Некоторые биографы Маяковского пишут, что, блюдя видимость нравственности, в течение первых двух лет своего романа Владимир и Лиля интимные встречи устраивали в так называемых домах свиданий, дешевых гостиницах, где предавались греху любовники и куда также водили своих клиентов профессионалки. Это со слов самой Лили, которая вспоминала, что ей даже нравилось предаваться страсти в соседних номерах с проститутками. Она отчасти сама чувствовала себя такой. Но здесь она, как это за ней водилось, очевидно, присочиняла.
Уже осенью 1915 года Маяковский переехал в Петроград и откровенно поселился в квартире Бриков на улице Жуковского. Зачем нужно было бегать в дома свиданий? Осип Максимович ведь уходил из дома по многочисленным делам своего бизнеса? Дома у Бриков сам собой образовался литературно-художественный салон, где царила, разумеется, хозяйка. Собирались футуристы, поэты и художники прочих направлений. Бывал даже Горький до тех пор, пока он с Лилей крупно не поссорился. От Горького пошла сплетня, что Маяковский заразил венерической болезнью одну молоденькую девушку. Лиля явилась к буревестнику революции разбираться.
Она могла встать на защиту чести любовника. Но гораздо чаще мучила его изменами. С легкостью необыкновенной она заводила романы. Когда она покидала семейное гнездышко, обиженным Осе и Володе вместе бы горькую пить. Но Осе было все равно, а Володя бесился в стихах. Например, в яростном «Ко всему», написанном в начале 1916 года и первоначально называвшемся «Анафема». Поводом послужил невинный почти рассказ Лили о неудавшейся первой брачной ночи с Осипом. Взбесившийся Маяковский после этого талантливо предал анафеме Лилю, женщин, любовь вообще.
Маяковский еженедельно ругался с Лилей, а заодно и с Осипом. Уходил, ночевал в гостиницах или у знакомых, напивался, ночи напролет играл в карты, возвращался, молил о прощении. И все по новой с тем же темпераментом. Самым опасным следствием этой страсти стала у Маяковского прослеживаемая в творчестве навязчивая мысль о самоубийстве. Она встречалась у поэта и до знакомства с Лилей. Во всем букете его психозов прекрасно уживался страх умереть от заражения с идеей покончить с собой.
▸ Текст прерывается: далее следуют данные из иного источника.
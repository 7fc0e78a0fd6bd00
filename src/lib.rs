//! Particula - particle simulation core for Bevy
//!
//! This library advances point masses under accumulated forces, resolves their
//! collisions with static geometry and computes SPH fluid forces, in double
//! precision on the CPU.
//!
//! # Features
//!
//! - **Six integrators**: Euler, symplectic Euler, midpoint, RK2, RK4 and Verlet
//! - **Forces**: Gravity, drag, damped springs, gravitation and SPH
//! - **Continuous collisions**: Swept tests against planes, spheres and boxes
//! - **Spatial hashing**: Counting-sort grid for neighbour queries
//! - **Cloth**: Stretch, shear and bend springs with pinned particles
//! - **Easy Integration**: Simple Bevy plugin interface
//!
//! # Quick Start
//!
//! ```rust,no_run
//! use bevy::math::DVec3;
//! use bevy::prelude::*;
//! use particula::prelude::*;
//!
//! fn main() {
//!     App::new()
//!         .add_plugins(MinimalPlugins)
//!         .add_plugins(SimulationPlugin::with_params(SimParams::fluid()))
//!         .add_systems(Startup, setup)
//!         .run();
//! }
//!
//! fn setup(mut simulation: ResMut<Simulation>) {
//!     simulation.colliders.extend(open_box(5.0));
//!     let block = ParticleBlock::new([4, 4, 4], 1.0, DVec3::new(-2.0, 4.0, -2.0));
//!     simulation.spawn(block.particles(1.0, 0.5));
//! }
//! ```
//!
//! # Architecture
//!
//! - [`sim`]: Core simulation module
//!   - [`sim::system`]: Particles, forces and state vectors
//!   - [`sim::integrator`]: Time integration schemes
//!   - [`sim::collider`]: Collision detection and response
//!   - [`sim::sph`]: SPH fluid force
//!   - [`sim::plugin`]: Bevy plugin

pub mod sim;

/// Prelude for convenient imports.
pub mod prelude {
    pub use crate::sim::prelude::*;
}
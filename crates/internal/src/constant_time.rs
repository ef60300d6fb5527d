//! Constant-time operations to prevent timing attacks
//!
//! The comparison result is deliberately surfaced as a [`subtle::Choice`]
//! rather than a `bool`: a `Choice` cannot be branched on with ordinary
//! control flow, which is exactly the property the implicit-rejection
//! step of the KEM depends on.

use subtle::{Choice, ConditionallySelectable, ConstantTimeEq};

/// Constant-time comparison of two byte slices
///
/// Returns true if the slices are equal, false otherwise. The comparison
/// itself runs in time independent of where (or whether) the slices
/// differ; only the lengths, which are public, short-circuit.
pub fn ct_eq<A, B>(a: A, b: B) -> bool
where
    A: AsRef<[u8]>,
    B: AsRef<[u8]>,
{
    ct_eq_choice(a, b).into()
}

/// Constant-time equality check that returns a `Choice` (0 or 1)
///
/// This is the form the KEM core uses: the result feeds [`ct_assign`]
/// without ever materializing as a branchable boolean.
pub fn ct_eq_choice<A, B>(a: A, b: B) -> Choice
where
    A: AsRef<[u8]>,
    B: AsRef<[u8]>,
{
    let a = a.as_ref();
    let b = b.as_ref();

    if a.len() != b.len() {
        return Choice::from(0);
    }

    a.ct_eq(b)
}

/// Constant-time conditional assignment
///
/// Sets `dst` to `src` if `choice` is set, otherwise leaves `dst`
/// unchanged. Every byte of both slices is read and every byte of `dst`
/// is written back regardless of `choice`, so the memory-access pattern
/// does not depend on the condition.
///
/// # Panics
///
/// Panics if the slices have different lengths. Lengths are public
/// quantities; a mismatch is a caller bug, not a data-dependent event.
pub fn ct_assign(dst: &mut [u8], src: &[u8], choice: Choice) {
    assert_eq!(dst.len(), src.len());

    for i in 0..dst.len() {
        dst[i] = u8::conditional_select(&dst[i], &src[i], choice);
    }
}

/// Constant-time mask generation for a boolean condition
///
/// Returns an all-1s mask if the condition is set, all-0s if not.
pub fn ct_mask(choice: Choice) -> u8 {
    0u8.wrapping_sub(choice.unwrap_u8())
}
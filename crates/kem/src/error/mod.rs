//! Error handling for KEM operations

use core::fmt;
use kemlab_api::error::types::Error as ApiError;

/// Error type for KEM operations
#[derive(Debug, Clone, PartialEq, Eq)]
pub enum Error {
    /// API-level error from a consumed primitive
    Api(ApiError),

    /// KEM-specific errors
    KeyGeneration {
        algorithm: &'static str,
        details: &'static str,
    },

    Encapsulation {
        algorithm: &'static str,
        details: &'static str,
    },

    Decapsulation {
        algorithm: &'static str,
        details: &'static str,
    },

    /// Invalid key format
    InvalidKey {
        key_type: &'static str,
        reason: &'static str,
    },

    /// Invalid ciphertext format
    InvalidCiphertext {
        algorithm: &'static str,
        reason: &'static str,
    },
}

/// Result type for KEM operations
pub type Result<T> = core::result::Result<T, Error>;

impl fmt::Display for Error {
    fn fmt(&self, f: &mut fmt::Formatter<'_>) -> fmt::Result {
        match self {
            Error::Api(e) => write!(f, "Primitive error: {}", e),
            Error::KeyGeneration { algorithm, details } => {
                write!(f, "Key generation error for {}: {}", algorithm, details)
            }
            Error::Encapsulation { algorithm, details } => {
                write!(f, "Encapsulation error for {}: {}", algorithm, details)
            }
            Error::Decapsulation { algorithm, details } => {
                write!(f, "Decapsulation error for {}: {}", algorithm, details)
            }
            Error::InvalidKey { key_type, reason } => {
                write!(f, "Invalid {} key: {}", key_type, reason)
            }
            Error::InvalidCiphertext { algorithm, reason } => {
                write!(f, "Invalid {} ciphertext: {}", algorithm, reason)
            }
        }
    }
}

#[cfg(feature = "std")]
impl std::error::Error for Error {
    fn source(&self) -> Option<&(dyn std::error::Error + 'static)> {
        match self {
            Error::Api(e) => Some(e),
            _ => None,
        }
    }
}

// From ApiError to Error
impl From<ApiError> for Error {
    fn from(err: ApiError) -> Self {
        Error::Api(err)
    }
}

// From Error to ApiError, for surfacing through the `api::Kem` trait
impl From<Error> for ApiError {
    fn from(err: Error) -> Self {
        match err {
            Error::Api(e) => e,
            Error::KeyGeneration { algorithm, .. } => ApiError::Other { context: algorithm },
            Error::Encapsulation { algorithm, .. } => ApiError::Other { context: algorithm },
            Error::Decapsulation { algorithm, .. } => {
                ApiError::DecryptionFailed { context: algorithm }
            }
            Error::InvalidKey { key_type, .. } => ApiError::InvalidKey { context: key_type },
            Error::InvalidCiphertext { algorithm, .. } => {
                ApiError::InvalidCiphertext { context: algorithm }
            }
        }
    }
}

// Include validation submodule
pub mod validate;
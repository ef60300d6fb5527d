//! Constants for the deployed Kyber key encapsulation profile
//!
//! The transform in `kemlab-kem` is generic over the CPA primitive, so the
//! only quantities fixed here are byte lengths. They correspond to the
//! rank-4, degree-256 lattice profile.

/// Seed/hash width shared by the message, coins and binding hashes
pub const KYBER_SYM_BYTES: usize = 32;

/// Width of the derived shared secret
pub const KYBER_SS_BYTES: usize = 32;

/// Structure containing the byte lengths of one Kyber profile
pub struct Kyber1024Params {
    /// Number of polynomials (dimension)
    pub k: usize,

    /// Size of public key in bytes
    pub public_key_size: usize,

    /// Size of the CPA-layer secret key in bytes
    pub cpa_secret_key_size: usize,

    /// Size of the full KEM secret key in bytes
    /// (CPA secret key, public key copy, public-key hash, rejection seed)
    pub secret_key_size: usize,

    /// Size of ciphertext in bytes
    pub ciphertext_size: usize,

    /// Size of shared secret in bytes
    pub shared_secret_size: usize,
}

/// Kyber-1024 parameters
pub const KYBER1024: Kyber1024Params = Kyber1024Params {
    k: 4,
    public_key_size: 1568,
    cpa_secret_key_size: 1536,
    secret_key_size: 3168,
    ciphertext_size: 1568,
    shared_secret_size: KYBER_SS_BYTES,
};
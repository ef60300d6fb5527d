//! Internal utilities shared across the kemlab crates
//!
//! Nothing here is cryptographic by itself; these are the branch-free
//! building blocks the KEM transform is required to express its
//! secret-dependent steps with.

#![cfg_attr(not(feature = "std"), no_std)]

pub mod constant_time;

pub use constant_time::{ct_assign, ct_eq, ct_eq_choice, ct_mask};
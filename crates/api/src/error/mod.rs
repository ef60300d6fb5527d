//! Error handling for the kemlab ecosystem

pub mod types;
pub mod validate;

// Re-export the primary error type and result
pub use types::{Error, Result};

// Standard library error conversions
#[cfg(feature = "std")]
impl std::error::Error for Error {}
//! Symmetric-function wrappers for the transform.
//!
//! The transform consumes three fixed-output functions: `H` for the
//! public-key and ciphertext bindings, `G` for deriving the pre-key and
//! encryption coins, and a KDF for the final shared secret. This module
//! binds those contracts to the SHA-3 family; the sponge itself is not
//! audited or re-implemented here.

use super::{SS_BYTES, SYM_BYTES};
use sha3::digest::{ExtendableOutput, Update, XofReader};
use sha3::{Digest, Sha3_256, Sha3_512, Shake256};

/// `H`: 32-byte binding hash (SHA3-256).
pub(crate) fn hash_h(out: &mut [u8; SYM_BYTES], input: &[u8]) {
    out.copy_from_slice(&Sha3_256::digest(input));
}

/// `G`: double-width hash (SHA3-512), split by callers into
/// pre-key and coins halves.
pub(crate) fn hash_g(out: &mut [u8; 2 * SYM_BYTES], input: &[u8]) {
    out.copy_from_slice(&Sha3_512::digest(input));
}

/// KDF producing the final shared secret (SHAKE-256).
pub(crate) fn kdf(out: &mut [u8; SS_BYTES], input: &[u8]) {
    let mut xof = Shake256::default();
    xof.update(input);
    xof.finalize_xof().read(out);
}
В конце мая 1916 года, в очередной раз поругавшись с любимой, Маяковский уехал от Бриков и снял номер в гостинице. Накрутив себе нервы ревностью, добыл где-то пистолет с патронами. И однажды позвонил Лиле, сообщив, что сейчас застрелится. Наверное, гостиница была дорогой, раз с телефоном. Она попросила подождать его. Красивой сцены, когда она врывается в номер и видит перед собой хладный младой труп, не получилось. Бледный поэт сказал, что стрелялся, но произошла осечка. Второй раз не решился. Зато на столе лежало свежее стихотворное прощание «Лиличка!».
Через четыре года литературовед Роман Якобсон в домашней беседе с Лилей обронит:
— Я не представляю себе Володю старым, в морщинах.
Лиля серьезно ответит:
— Он ни за что не будет старым, обязательно застрелится.
В том же году у поэта появился шанс погибнуть на войне. Но это было бы уже не так эффектно, как уйти из жизни самому. Дела у России на фронтах шли не блестяще, раз понадобился политически неблагонадежный поэт. Маяковского призвали. Но военную службу он проходил в Петрограде по протекции Осипа Брика, у которого были хорошие связи. Чертежником в автошколе. Чтобы будущие шоферы изучали устройство автомобиля по рисункам классика советской поэзии.
Поэт и в самом деле не должен воевать. Особенно если он может воспеть и проклясть войну в стихах, как Маяковский. В горьковской «Летописи» кусками печатается поэма «Война и мир». Перекличка с Толстым получилась очень отдаленной. А название вообще другое. В дореволюционной орфографии «міръ» — антоним войны, а «миръ» — общество, вселенная. У Толстого в первом смысле, а у Маяковского во втором. Зачем поэту проливать кровь, когда он и так брал на себя всю вину человечества в военном безумии, подобно Христу.